-- EXTRACTED DATA follows --

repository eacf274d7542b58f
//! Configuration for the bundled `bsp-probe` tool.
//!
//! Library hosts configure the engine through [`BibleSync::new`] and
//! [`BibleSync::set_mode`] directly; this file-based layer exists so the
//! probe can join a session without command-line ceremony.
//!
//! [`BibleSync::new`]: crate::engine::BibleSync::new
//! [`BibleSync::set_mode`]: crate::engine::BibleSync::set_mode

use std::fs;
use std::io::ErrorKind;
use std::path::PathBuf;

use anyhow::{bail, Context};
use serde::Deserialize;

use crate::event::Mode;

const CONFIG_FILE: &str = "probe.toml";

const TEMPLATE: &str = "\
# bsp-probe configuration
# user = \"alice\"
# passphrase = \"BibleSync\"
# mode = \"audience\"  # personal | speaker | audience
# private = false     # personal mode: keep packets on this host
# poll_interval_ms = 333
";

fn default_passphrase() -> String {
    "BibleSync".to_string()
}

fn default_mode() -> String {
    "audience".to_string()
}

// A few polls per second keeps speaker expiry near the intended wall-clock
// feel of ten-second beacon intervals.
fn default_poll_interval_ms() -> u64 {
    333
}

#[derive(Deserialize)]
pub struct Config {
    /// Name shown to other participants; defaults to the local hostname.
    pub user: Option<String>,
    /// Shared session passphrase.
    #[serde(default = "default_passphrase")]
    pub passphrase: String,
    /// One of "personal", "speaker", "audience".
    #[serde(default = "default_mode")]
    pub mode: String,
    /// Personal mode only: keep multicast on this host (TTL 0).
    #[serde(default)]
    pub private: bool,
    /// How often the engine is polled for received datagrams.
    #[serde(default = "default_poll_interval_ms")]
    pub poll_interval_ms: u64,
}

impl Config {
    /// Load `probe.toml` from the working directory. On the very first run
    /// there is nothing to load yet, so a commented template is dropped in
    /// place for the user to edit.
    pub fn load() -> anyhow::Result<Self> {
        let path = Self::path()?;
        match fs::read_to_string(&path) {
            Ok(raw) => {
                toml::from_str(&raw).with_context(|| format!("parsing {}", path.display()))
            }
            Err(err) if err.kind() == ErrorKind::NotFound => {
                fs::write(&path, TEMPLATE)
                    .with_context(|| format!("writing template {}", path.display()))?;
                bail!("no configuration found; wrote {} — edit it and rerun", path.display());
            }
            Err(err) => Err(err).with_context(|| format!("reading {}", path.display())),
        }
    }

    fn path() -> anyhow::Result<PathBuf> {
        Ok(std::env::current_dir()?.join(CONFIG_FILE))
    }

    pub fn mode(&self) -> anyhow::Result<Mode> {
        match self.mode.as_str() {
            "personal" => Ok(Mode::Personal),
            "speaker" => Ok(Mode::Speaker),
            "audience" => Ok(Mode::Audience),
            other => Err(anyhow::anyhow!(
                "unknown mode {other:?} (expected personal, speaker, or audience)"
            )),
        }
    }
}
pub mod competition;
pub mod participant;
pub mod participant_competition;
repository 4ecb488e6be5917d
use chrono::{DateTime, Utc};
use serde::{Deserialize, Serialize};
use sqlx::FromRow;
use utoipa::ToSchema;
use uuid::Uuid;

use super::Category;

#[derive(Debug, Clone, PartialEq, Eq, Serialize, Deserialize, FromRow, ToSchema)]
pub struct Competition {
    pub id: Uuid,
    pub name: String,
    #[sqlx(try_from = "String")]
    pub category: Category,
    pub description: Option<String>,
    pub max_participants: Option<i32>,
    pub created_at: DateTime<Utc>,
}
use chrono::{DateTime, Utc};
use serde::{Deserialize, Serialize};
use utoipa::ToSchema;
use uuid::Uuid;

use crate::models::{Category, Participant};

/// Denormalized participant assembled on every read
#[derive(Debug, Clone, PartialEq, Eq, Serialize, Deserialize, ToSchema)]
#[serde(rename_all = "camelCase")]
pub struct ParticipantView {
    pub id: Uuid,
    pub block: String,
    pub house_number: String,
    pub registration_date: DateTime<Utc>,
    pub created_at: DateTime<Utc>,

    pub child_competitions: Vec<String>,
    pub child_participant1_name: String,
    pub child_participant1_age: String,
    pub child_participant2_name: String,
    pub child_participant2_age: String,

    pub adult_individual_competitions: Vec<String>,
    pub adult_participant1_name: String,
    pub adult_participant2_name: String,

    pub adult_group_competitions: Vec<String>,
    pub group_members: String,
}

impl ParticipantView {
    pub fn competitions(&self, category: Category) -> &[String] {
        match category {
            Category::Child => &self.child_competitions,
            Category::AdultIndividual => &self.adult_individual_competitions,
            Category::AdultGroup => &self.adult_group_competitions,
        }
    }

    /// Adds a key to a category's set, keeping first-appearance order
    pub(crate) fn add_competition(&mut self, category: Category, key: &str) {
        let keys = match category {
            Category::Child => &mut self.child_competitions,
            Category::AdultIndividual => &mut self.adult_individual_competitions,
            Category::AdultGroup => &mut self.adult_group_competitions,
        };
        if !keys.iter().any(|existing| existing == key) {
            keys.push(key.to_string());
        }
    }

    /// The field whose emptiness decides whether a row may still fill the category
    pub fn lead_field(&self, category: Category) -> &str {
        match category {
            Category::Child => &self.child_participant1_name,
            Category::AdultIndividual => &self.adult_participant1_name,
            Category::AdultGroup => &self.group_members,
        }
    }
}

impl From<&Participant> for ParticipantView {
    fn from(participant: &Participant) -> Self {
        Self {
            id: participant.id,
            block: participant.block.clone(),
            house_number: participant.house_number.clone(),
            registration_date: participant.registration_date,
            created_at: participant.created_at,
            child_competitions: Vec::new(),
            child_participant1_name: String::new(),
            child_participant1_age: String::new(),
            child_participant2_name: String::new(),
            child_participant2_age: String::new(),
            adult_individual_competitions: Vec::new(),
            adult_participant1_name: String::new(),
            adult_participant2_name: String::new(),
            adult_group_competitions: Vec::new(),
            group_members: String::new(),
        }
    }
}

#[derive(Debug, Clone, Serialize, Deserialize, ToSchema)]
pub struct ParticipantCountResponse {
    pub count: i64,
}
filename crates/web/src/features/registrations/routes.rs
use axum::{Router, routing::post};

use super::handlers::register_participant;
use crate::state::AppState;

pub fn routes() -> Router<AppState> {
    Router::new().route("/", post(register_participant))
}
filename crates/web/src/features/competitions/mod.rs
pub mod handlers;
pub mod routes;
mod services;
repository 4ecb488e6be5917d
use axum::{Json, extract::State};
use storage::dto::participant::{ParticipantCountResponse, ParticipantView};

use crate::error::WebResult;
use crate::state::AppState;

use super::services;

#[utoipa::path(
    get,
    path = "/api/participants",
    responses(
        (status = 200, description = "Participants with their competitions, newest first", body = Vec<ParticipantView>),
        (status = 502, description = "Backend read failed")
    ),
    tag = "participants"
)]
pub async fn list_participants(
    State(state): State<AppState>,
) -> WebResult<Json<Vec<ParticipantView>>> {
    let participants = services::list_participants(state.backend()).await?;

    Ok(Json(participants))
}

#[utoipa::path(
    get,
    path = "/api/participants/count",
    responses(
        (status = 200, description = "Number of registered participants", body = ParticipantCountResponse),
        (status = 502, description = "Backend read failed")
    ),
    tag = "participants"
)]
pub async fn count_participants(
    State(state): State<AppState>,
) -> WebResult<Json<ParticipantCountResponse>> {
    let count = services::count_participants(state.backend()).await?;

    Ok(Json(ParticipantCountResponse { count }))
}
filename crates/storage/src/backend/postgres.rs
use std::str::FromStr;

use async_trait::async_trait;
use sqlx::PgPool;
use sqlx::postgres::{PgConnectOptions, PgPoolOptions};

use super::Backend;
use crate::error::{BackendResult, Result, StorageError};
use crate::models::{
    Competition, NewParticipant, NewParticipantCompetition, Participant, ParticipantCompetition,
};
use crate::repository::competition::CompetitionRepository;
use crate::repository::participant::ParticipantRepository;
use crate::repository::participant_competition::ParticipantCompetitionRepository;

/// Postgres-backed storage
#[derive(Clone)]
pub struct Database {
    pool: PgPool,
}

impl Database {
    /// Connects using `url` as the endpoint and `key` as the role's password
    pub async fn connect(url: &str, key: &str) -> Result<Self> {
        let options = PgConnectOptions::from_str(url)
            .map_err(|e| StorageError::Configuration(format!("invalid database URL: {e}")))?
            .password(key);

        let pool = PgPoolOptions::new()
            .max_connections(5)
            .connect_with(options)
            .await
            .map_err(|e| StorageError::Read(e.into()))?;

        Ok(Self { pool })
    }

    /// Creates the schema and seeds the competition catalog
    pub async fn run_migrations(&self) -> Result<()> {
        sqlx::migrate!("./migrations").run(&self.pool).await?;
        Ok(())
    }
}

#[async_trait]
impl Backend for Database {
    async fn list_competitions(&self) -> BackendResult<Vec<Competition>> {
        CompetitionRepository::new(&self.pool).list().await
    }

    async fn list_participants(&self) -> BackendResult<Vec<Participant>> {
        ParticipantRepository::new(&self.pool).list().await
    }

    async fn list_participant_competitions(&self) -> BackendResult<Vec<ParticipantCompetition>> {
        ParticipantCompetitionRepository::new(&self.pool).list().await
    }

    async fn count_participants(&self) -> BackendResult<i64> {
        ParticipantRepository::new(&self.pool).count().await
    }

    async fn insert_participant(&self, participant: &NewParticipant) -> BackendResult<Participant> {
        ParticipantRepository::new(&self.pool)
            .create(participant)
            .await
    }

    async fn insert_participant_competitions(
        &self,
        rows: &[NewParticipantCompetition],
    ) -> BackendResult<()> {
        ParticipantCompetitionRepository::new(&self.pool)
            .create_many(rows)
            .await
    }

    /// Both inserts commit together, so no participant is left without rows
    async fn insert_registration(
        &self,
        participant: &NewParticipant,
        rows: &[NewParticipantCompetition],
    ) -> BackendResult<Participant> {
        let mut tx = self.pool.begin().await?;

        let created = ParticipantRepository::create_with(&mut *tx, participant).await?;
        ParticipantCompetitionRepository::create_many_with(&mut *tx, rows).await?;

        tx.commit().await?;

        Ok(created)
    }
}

-- EXTRACTED DATA concluded --
-- EXTRACTED DATA follows --

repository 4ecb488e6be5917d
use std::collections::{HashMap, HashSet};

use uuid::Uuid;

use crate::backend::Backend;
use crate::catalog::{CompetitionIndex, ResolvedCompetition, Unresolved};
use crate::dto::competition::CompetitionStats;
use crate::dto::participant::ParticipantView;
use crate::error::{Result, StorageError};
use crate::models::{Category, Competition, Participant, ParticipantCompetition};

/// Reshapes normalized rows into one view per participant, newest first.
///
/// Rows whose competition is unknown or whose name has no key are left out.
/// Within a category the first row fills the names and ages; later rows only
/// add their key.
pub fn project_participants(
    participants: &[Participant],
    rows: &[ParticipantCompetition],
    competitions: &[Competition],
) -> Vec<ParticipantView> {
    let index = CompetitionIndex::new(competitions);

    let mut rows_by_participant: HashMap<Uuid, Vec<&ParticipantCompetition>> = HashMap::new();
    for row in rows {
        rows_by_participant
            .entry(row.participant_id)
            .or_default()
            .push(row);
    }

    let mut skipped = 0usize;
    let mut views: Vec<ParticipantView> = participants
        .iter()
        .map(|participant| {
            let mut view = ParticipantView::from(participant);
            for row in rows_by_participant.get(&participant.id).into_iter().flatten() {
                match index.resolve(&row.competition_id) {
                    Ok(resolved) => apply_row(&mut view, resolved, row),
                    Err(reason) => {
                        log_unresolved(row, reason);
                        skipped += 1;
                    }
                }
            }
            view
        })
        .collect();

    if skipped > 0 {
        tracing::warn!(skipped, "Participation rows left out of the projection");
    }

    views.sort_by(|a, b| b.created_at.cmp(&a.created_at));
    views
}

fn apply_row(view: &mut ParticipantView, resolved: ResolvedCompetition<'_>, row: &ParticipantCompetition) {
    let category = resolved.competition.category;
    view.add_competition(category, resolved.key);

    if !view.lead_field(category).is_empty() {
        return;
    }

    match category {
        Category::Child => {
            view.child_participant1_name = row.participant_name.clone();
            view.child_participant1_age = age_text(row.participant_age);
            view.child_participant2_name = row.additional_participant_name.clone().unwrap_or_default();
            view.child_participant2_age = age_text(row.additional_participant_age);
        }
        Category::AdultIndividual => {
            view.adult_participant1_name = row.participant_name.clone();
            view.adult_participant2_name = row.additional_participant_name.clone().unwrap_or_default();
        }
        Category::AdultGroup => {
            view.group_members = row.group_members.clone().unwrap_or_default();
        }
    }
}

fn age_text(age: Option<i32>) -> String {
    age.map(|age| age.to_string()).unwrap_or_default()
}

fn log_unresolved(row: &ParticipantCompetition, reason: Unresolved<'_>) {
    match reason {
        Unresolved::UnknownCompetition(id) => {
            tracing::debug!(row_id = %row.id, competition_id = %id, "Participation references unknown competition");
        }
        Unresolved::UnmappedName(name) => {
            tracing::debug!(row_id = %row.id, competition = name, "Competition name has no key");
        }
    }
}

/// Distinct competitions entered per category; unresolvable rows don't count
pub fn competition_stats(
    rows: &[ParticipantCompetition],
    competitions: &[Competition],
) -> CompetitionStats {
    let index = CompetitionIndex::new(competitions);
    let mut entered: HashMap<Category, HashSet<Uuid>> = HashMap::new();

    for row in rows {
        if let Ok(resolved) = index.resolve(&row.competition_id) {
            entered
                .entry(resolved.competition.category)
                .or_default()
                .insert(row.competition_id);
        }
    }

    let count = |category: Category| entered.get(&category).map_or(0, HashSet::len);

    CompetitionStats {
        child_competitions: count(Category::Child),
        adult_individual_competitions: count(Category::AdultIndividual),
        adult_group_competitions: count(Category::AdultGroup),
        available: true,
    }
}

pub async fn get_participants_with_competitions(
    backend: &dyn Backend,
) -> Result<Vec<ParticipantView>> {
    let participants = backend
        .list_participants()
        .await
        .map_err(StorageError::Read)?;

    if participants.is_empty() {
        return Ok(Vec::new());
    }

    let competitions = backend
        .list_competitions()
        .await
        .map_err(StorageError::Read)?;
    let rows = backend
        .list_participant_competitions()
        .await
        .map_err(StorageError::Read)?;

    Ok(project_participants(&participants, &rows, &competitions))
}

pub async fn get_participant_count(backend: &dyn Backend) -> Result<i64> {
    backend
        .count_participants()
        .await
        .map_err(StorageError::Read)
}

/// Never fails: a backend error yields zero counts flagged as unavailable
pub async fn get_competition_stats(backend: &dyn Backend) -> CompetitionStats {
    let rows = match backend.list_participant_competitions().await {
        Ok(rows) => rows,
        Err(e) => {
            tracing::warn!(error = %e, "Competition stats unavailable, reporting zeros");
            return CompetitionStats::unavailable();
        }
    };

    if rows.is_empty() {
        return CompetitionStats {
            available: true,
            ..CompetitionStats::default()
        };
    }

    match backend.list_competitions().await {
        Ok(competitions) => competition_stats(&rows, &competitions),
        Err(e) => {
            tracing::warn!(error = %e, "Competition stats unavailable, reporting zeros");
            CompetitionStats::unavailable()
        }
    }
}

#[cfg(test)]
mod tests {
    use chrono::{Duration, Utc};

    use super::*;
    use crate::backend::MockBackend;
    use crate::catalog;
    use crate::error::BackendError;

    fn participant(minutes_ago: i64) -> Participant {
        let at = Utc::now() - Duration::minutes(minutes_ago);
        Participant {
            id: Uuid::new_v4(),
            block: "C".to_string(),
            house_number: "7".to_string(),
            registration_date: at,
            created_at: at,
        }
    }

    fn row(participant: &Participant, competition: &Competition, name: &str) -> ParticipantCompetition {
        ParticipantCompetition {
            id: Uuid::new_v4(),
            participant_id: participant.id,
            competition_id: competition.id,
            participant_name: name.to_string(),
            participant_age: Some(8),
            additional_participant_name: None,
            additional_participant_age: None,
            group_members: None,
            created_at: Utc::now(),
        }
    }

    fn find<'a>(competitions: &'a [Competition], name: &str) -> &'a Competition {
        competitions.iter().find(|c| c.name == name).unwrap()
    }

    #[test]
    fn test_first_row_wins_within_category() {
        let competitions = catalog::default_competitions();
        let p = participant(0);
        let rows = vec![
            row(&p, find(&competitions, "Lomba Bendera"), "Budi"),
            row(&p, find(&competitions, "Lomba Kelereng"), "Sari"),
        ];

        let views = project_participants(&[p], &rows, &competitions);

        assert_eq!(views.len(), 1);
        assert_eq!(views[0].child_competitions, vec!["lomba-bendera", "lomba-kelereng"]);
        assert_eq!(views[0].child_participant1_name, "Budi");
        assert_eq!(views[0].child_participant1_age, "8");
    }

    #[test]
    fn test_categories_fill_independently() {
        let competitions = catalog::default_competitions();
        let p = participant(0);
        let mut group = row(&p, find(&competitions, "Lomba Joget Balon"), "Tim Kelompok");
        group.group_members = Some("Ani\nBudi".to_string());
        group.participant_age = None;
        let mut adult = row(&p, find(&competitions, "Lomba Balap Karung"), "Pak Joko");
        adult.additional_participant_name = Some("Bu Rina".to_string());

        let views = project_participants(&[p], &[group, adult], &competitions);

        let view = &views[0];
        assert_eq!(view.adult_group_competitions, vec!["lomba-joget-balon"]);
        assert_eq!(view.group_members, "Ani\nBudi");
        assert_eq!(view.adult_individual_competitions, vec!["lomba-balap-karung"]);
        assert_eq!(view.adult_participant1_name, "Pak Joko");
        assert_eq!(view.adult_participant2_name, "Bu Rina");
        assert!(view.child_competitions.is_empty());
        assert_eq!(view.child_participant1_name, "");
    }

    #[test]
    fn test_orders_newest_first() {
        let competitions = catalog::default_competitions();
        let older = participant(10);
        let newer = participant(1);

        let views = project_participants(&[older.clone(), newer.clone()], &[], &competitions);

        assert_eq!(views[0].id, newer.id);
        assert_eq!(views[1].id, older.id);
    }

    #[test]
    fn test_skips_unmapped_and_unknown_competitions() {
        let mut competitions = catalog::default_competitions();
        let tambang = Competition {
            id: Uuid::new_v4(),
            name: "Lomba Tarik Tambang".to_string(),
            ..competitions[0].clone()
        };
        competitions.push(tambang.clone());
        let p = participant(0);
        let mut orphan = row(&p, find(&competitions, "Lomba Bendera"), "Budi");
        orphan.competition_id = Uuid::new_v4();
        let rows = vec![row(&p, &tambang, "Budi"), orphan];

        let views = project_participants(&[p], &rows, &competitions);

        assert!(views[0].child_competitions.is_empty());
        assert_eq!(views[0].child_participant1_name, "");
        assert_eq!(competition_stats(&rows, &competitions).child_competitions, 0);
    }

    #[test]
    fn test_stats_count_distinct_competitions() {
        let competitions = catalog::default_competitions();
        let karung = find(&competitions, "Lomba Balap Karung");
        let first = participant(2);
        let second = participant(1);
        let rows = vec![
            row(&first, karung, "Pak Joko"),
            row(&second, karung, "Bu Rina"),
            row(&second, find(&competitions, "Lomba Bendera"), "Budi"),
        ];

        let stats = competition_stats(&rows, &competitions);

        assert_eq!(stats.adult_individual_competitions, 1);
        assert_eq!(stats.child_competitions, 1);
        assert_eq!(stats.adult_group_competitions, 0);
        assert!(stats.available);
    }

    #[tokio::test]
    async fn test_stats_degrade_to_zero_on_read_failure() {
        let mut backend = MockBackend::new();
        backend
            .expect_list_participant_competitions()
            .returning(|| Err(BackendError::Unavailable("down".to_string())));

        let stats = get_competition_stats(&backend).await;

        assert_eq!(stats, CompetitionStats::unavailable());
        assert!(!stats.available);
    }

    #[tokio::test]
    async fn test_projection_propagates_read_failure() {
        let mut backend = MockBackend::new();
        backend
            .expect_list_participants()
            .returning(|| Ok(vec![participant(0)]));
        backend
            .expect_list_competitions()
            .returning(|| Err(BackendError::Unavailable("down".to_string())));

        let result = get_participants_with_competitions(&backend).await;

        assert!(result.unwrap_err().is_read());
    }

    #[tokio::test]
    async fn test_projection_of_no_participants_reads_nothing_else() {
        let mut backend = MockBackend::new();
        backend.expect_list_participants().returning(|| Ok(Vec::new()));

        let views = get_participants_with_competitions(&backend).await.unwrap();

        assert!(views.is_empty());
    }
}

-- EXTRACTED DATA concluded --

▶ _GOAL OF THE EXERCISE_: Find the string "display" in the material above. Then copy each line that has it.

▶ _ANSWER_:
                toml::from_str(&raw).with_context(|| format!("parsing {}", path.display()))
                    .with_context(|| format!("writing template {}", path.display()))?;
                bail!("no configuration found; wrote {} — edit it and rerun", path.display());
            Err(err) => Err(err).with_context(|| format!("reading {}", path.display())),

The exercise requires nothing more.